Opening and Closing and Database connection and downloading the videos
There's a nice utility function bracket
from Control.Exception.Base
which will take a function for the connection, a function to close it, and one for the operation that should be performed with it, like so:
bracket (open "data") close $
for_ targets . downloadCasts
Using for_
, we can take the target channel URLs and run an operation on each of them, with downloadCasts
being defined as such:
downloadCasts :: Connection -> URL -> IO ()
downloadCasts conn url = do
casts <- fetchCasts url
for_ casts (downloadCast conn)
Scraping each channel for links
My fetchCasts
function is defined like so:
fetchCasts :: URL -> IO [Cast]
fetchCasts (URL url) =
extractCasts . parseTags <$>
readProcess "curl" ["-s", "--get", url] ""
I couldn't figure out how to get TLS handshakes to youtube.com to work (google.com and every other website worked fine), so I resorted to the easiest thing possible: spawn a curl
child process and just get the page that way. I'd like to eventually get this right, but when only youtube.com fails, I get desperate.
Like before, I mapped some functions to first parse the tags using TagSoup, and then to extract the casts using the parsed information. TagSoup was especially nice since really, all I needed to do was get all my tags in a flat list and bind/flatMap for the information I needed.
Let's back up and look at our Cast
type is:
newtype Title = Title String
data Cast = Cast
{ title :: Title
, link :: URL
}
Like before, I am wrapping my title string in a newtype to readily know where it should go, and then using it as a property in my Cast
data type. The extraction then looks like this:
extractCasts =
(=<<) matchA
matchA tag@(TagOpen "a" _) = do
classNames <- words <$> fromAttrib' "class" tag
link' <- fromAttrib' "href" tag
title' <- fromAttrib' "title" tag
if "yt-uix-tile-link" `elem` classNames
then pure Cast
{ title = Title title'
, link = URL ("https://www.youtube.com" ++ link')
}
else mempty
matchA _ =
mempty
fromAttrib' attr tag =
case fromAttrib attr tag of
"" -> mempty
x -> pure x
This may seem heavy at first, but it's actually only doing some basic things. extractCasts
is defined as binding my matchA
function, which is defined by matching a Tag
from TagSoup (using @
to retain an identifier to the whole tag) to the case where it has been constructed with TagOpen
with "a" as its first argument. This this, I am effectively matching all <a>
tags.
In the body of this, I am defining a fromAttrb'
that uses fromAttrib
from TagSoup, but "fails early" to return nothing in the case that I have nothing for the attribute. In the case that I do have things, it then continues. words
simply splits the classnames I get from the class
tag. I then check if the anchor tag I've matched has yt-uix-tile-link
, and create a Cast
for it and bind it. Otherwise, it is thrown away and not bound to my list.
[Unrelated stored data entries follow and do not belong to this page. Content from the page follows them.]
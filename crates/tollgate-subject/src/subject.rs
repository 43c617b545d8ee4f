//! Validated subject patterns.

use crate::matcher::{self, Token, tokenize};
use crate::{DELIMITER, FULL_WILDCARD};
use serde::{Deserialize, Serialize};
use std::fmt;
use std::str::FromStr;
use tollgate_core::{Error, Result};

/// A well-formed subject pattern.
///
/// Construction through [`Subject::parse`] guarantees that the pattern is
/// non-empty, has no empty tokens, contains no whitespace, and uses `>` only
/// as its final token. Serializes as its plain string form and is validated
/// again on deserialization.
#[derive(Clone, Debug, PartialEq, Eq, Hash, PartialOrd, Ord, Serialize, Deserialize)]
#[serde(try_from = "String", into = "String")]
pub struct Subject(String);

impl Subject {
    /// Parses and validates a subject pattern.
    ///
    /// # Examples
    ///
    /// ```
    /// use tollgate_subject::Subject;
    ///
    /// assert!(Subject::parse("orders.*.created").is_ok());
    /// assert!(Subject::parse("orders.>").is_ok());
    /// assert!(Subject::parse("orders..created").is_err());
    /// assert!(Subject::parse("orders.>.created").is_err());
    /// ```
    pub fn parse(raw: impl Into<String>) -> Result<Self> {
        let raw = raw.into();
        if let Some(reason) = grammar_violation(&raw) {
            return Err(Error::invalid_subject(raw, reason));
        }
        Ok(Self(raw))
    }

    /// Returns the pattern as a string slice.
    pub fn as_str(&self) -> &str {
        &self.0
    }

    /// Iterates over the classified tokens of the pattern.
    pub fn tokens(&self) -> impl Iterator<Item = Token<'_>> {
        tokenize(&self.0)
    }

    /// Number of tokens in the pattern.
    pub fn token_count(&self) -> usize {
        self.tokens().count()
    }

    /// Returns `true` when the pattern contains `*` or `>`.
    pub fn has_wildcards(&self) -> bool {
        self.tokens().any(|token| token.is_wildcard())
    }

    /// Returns `true` when the pattern is a concrete subject.
    pub fn is_literal(&self) -> bool {
        !self.has_wildcards()
    }

    /// Whether this pattern and `other` admit a common concrete subject.
    pub fn overlaps(&self, other: &Subject) -> bool {
        matcher::overlaps(&self.0, &other.0)
    }

    /// Whether the concrete subject is matched by this pattern.
    pub fn matches(&self, subject: &str) -> bool {
        matcher::matches(&self.0, subject)
    }

    /// A concrete subject matched by both patterns, if they overlap.
    pub fn witness(&self, other: &Subject) -> Option<String> {
        matcher::witness(&self.0, &other.0)
    }

    /// The pattern matching exactly the subjects both patterns match, if
    /// they overlap.
    pub fn intersection(&self, other: &Subject) -> Option<Subject> {
        // tokens of two well-formed patterns recombine into a well-formed one
        matcher::intersection(&self.0, &other.0).map(Subject)
    }
}

fn grammar_violation(raw: &str) -> Option<&'static str> {
    if raw.is_empty() {
        return Some("subject is empty");
    }
    if raw.chars().any(char::is_whitespace) {
        return Some("subject contains whitespace");
    }

    let mut tokens = raw.split(DELIMITER).peekable();
    while let Some(token) = tokens.next() {
        if token.is_empty() {
            return Some("subject contains an empty token");
        }
        if token == FULL_WILDCARD && tokens.peek().is_some() {
            return Some("'>' wildcard must be the last token");
        }
    }
    None
}

impl fmt::Display for Subject {
    fn fmt(&self, f: &mut fmt::Formatter<'_>) -> fmt::Result {
        write!(f, "{}", self.0)
    }
}

impl FromStr for Subject {
    type Err = Error;

    fn from_str(s: &str) -> Result<Self> {
        Self::parse(s)
    }
}

impl TryFrom<String> for Subject {
    type Error = Error;

    fn try_from(value: String) -> Result<Self> {
        Self::parse(value)
    }
}

impl TryFrom<&str> for Subject {
    type Error = Error;

    fn try_from(value: &str) -> Result<Self> {
        Self::parse(value)
    }
}

impl From<Subject> for String {
    fn from(subject: Subject) -> Self {
        subject.0
    }
}

impl AsRef<str> for Subject {
    fn as_ref(&self) -> &str {
        &self.0
    }
}
//! Tollgate Core: shared errors and identifiers.
//!
//! This crate provides the foundational types used across all Tollgate crates.
//! It has no internal Tollgate dependencies (dependency level 0).
//!
//! # Modules
//!
//! - [`error`]: Error types and Result alias
//! - [`ids`]: Account identifiers

#![forbid(unsafe_code)]

pub mod error;
pub mod ids;

// Re-export key types at crate root for convenience
pub use error::{Error, Result};
pub use ids::AccountId;
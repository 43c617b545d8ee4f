//! Error types for tollgate-cli

use thiserror::Error;

/// Result type alias for tollgate-cli operations
pub type Result<T> = std::result::Result<T, Error>;

/// Errors that can occur in tollgate-cli
#[derive(Error, Debug)]
#[non_exhaustive]
pub enum Error {
    /// Error from tollgate-core (loading, parsing, settings)
    #[error("Core error: {0}")]
    Core(#[from] tollgate_core::Error),

    /// Error from tollgate-cycle
    #[error(transparent)]
    Cycle(#[from] tollgate_cycle::Error),

    /// Writing command output failed.
    #[error("Failed to write output: {0}")]
    Output(#[from] std::io::Error),

    /// Rendering command output failed.
    #[error("Failed to render output: {0}")]
    Render(String),
}

impl Error {
    /// Create a render error.
    pub fn render(message: impl Into<String>) -> Self {
        Self::Render(message.into())
    }
}
//! Account identifiers.
//!
//! Imports refer to their source account by identifier only; the model
//! resolves identifiers through its lookup table, so accounts never own each
//! other.

use serde::{Deserialize, Serialize};
use std::borrow::Borrow;
use std::fmt;

/// Identifier of an account (tenant).
///
/// Identifiers are case-sensitive and compared verbatim.
///
/// # Examples
///
/// ```
/// use tollgate_core::AccountId;
///
/// let id = AccountId::new("A");
/// assert_eq!(id.as_str(), "A");
/// assert_eq!(id.to_string(), "A");
/// ```
#[derive(Debug, Clone, PartialEq, Eq, Hash, PartialOrd, Ord, Serialize, Deserialize)]
#[serde(transparent)]
pub struct AccountId(String);

impl AccountId {
    /// Creates a new account ID from a string.
    pub fn new<S: Into<String>>(id: S) -> Self {
        Self(id.into())
    }

    /// Returns the account ID as a string slice.
    pub fn as_str(&self) -> &str {
        &self.0
    }
}

impl fmt::Display for AccountId {
    fn fmt(&self, f: &mut fmt::Formatter<'_>) -> fmt::Result {
        write!(f, "{}", self.0)
    }
}

impl From<String> for AccountId {
    fn from(s: String) -> Self {
        Self(s)
    }
}

impl From<&str> for AccountId {
    fn from(s: &str) -> Self {
        Self(s.to_string())
    }
}

impl From<&AccountId> for AccountId {
    fn from(id: &AccountId) -> Self {
        id.clone()
    }
}

impl From<AccountId> for String {
    fn from(id: AccountId) -> Self {
        id.0
    }
}

impl AsRef<str> for AccountId {
    fn as_ref(&self) -> &str {
        &self.0
    }
}

impl Borrow<str> for AccountId {
    fn borrow(&self) -> &str {
        &self.0
    }
}

#[cfg(test)]
#[allow(clippy::unwrap_used)]
mod tests {
    use super::*;
    use std::collections::HashMap;

    #[test]
    fn test_account_id_is_case_sensitive() {
        assert_ne!(AccountId::new("a"), AccountId::new("A"));
    }

    #[test]
    fn test_account_id_from_str() {
        let id = AccountId::from("ACME");
        assert_eq!(id.as_str(), "ACME");
    }

    #[test]
    fn test_account_id_borrow_lookup() {
        let mut map = HashMap::new();
        map.insert(AccountId::new("B"), 1);
        assert_eq!(map.get("B"), Some(&1));
    }

    #[test]
    fn test_account_id_serializes_as_plain_string() {
        let json = serde_json::to_string(&AccountId::new("A")).unwrap();
        assert_eq!(json, "\"A\"");
    }
}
By the end of this, I will have either []
(unlikely, but maybe, if Youtube changes their markup) or [cast, cast2, ...]
.
Check and download each cast
With this list of casts, I can now download my casts, which is defined simply as
downloadCast :: Connection -> Cast -> IO ()
downloadCast conn Cast {title = Title title', link = URL link'} = do
exists <-
not . null <$>
(query conn "SELECT 1 FROM downloads WHERE link = ?" (Only link') :: IO [Only Int])
unless exists $ do
putStrLn $ "downloading " ++ title' ++ " from " ++ link'
void $ readProcess "youtube-dl"
[ "-o"
, "downloads/%(title)s.%(ext)s"
, "-x"
, "--audio-format"
, "mp3"
, link'
] ""
execute conn "INSERT INTO downloads (link, title, created) VALUES (?, ?, datetime('now'));"
(link', title')
First, I check in my database if I have an entry for this cast already using the link. not . null
lets me easily negate the check to see if this is empty. Then I use unless
to check the condition and only run the rest.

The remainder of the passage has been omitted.